[Opening Records provided section]

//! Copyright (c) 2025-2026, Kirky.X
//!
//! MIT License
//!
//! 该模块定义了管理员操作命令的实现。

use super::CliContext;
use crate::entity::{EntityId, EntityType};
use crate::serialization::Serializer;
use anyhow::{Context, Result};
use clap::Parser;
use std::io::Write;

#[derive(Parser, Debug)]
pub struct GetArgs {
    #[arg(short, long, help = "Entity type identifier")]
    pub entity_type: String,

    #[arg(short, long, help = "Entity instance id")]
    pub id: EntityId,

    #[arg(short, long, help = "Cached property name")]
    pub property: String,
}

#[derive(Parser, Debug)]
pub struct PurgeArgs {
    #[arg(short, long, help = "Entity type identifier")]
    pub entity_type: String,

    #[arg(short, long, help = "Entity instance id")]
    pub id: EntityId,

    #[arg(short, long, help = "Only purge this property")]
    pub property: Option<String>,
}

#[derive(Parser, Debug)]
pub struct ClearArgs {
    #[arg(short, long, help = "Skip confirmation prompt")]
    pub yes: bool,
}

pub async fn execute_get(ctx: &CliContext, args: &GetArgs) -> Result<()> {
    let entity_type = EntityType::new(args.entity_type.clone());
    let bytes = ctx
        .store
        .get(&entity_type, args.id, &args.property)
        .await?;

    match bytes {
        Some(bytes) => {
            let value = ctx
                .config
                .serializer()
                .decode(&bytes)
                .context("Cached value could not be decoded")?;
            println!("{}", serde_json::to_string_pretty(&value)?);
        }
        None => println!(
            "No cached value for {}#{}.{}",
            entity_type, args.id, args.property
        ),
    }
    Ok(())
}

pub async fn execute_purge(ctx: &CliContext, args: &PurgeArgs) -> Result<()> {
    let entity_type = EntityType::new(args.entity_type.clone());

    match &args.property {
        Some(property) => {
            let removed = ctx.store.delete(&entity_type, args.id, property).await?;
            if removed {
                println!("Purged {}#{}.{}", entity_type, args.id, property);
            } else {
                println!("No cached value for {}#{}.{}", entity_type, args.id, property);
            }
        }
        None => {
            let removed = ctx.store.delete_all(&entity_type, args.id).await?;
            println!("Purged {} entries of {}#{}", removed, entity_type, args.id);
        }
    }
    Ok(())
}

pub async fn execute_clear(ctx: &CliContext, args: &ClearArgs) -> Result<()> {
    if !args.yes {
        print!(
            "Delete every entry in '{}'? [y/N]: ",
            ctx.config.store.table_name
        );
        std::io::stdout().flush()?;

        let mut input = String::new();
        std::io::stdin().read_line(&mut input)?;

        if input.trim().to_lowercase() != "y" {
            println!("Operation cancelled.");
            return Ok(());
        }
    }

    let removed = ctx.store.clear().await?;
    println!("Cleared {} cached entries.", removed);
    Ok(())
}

[Closing Records provided section]

→ Problem description
Give the number of lines in the material above that have the word "Purged" in them, and nothing more.

→ Solution for this task
2